> **PROVIDED INFORMATION**
'''

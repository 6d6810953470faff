use chrono::{Duration, Utc};
use ndarray::Axis;
use std::path::Path;
use tnb_data::{
    dataset::CryptoCandleDataset, logging::init_logging, merge::to_training_columns,
    request::CryptoDataRequest,
};
use tracing::info;

#[tokio::main]
async fn main() -> Result<(), Box<dyn std::error::Error>> {
    // Initialise INFO Tracing log subscriber
    init_logging(None)?;

    let end = Utc::now();
    let start = end - Duration::days(7);

    // Fetch one week of 5 minute candles and persist them as CSV alongside the run
    let fetch = CryptoDataRequest::new()?
        .request_with_gaps(
            "BTC_USDT",
            start,
            end,
            "poloniex",
            300,
            Some(Path::new("btc_usdt_5m.csv")),
        )
        .await?;

    info!(
        rows = fetch.table.len(),
        missing = fetch.missing.len(),
        "fetched candles"
    );

    let table = to_training_columns(fetch.table);

    // Normalise every window by its first row so samples are scale free
    let dataset = CryptoCandleDataset::new(&table, 32, ["Open", "High", "Low", "Close"])?
        .with_transform(|window| {
            let first = window.index_axis(Axis(0), 0).to_owned();
            &window / &first
        });

    info!(samples = dataset.len(), "built dataset");

    if let Some(sample) = dataset.iter().next() {
        info!(shape = ?sample.shape(), "first sample");
    }

    Ok(())
}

'''

> **INSTRUCTIONS FOR THE TASK**
After reading the entries, reproduce every one of them exactly.

> **RESPONSE TO THIS TASK**
repository 6d6810953470faff
use chrono::{Duration, Utc};
use ndarray::Axis;
use std::path::Path;
use tnb_data::{
    dataset::CryptoCandleDataset, logging::init_logging, merge::to_training_columns,
    request::CryptoDataRequest,
};
use tracing::info;

#[tokio::main]
async fn main() -> Result<(), Box<dyn std::error::Error>> {
    // Initialise INFO Tracing log subscriber
    init_logging(None)?;

    let end = Utc::now();
    let start = end - Duration::days(7);

    // Fetch one week of 5 minute candles and persist them as CSV alongside the run
    let fetch = CryptoDataRequest::new()?
        .request_with_gaps(
            "BTC_USDT",
            start,
            end,
            "poloniex",
            300,
            Some(Path::new("btc_usdt_5m.csv")),
        )
        .await?;

    info!(
        rows = fetch.table.len(),
        missing = fetch.missing.len(),
        "fetched candles"
    );

    let table = to_training_columns(fetch.table);

    // Normalise every window by its first row so samples are scale free
    let dataset = CryptoCandleDataset::new(&table, 32, ["Open", "High", "Low", "Close"])?
        .with_transform(|window| {
            let first = window.index_axis(Axis(0), 0).to_owned();
            &window / &first
        });

    info!(samples = dataset.len(), "built dataset");

    if let Some(sample) = dataset.iter().next() {
        info!(shape = ?sample.shape(), "first sample");
    }

    Ok(())
}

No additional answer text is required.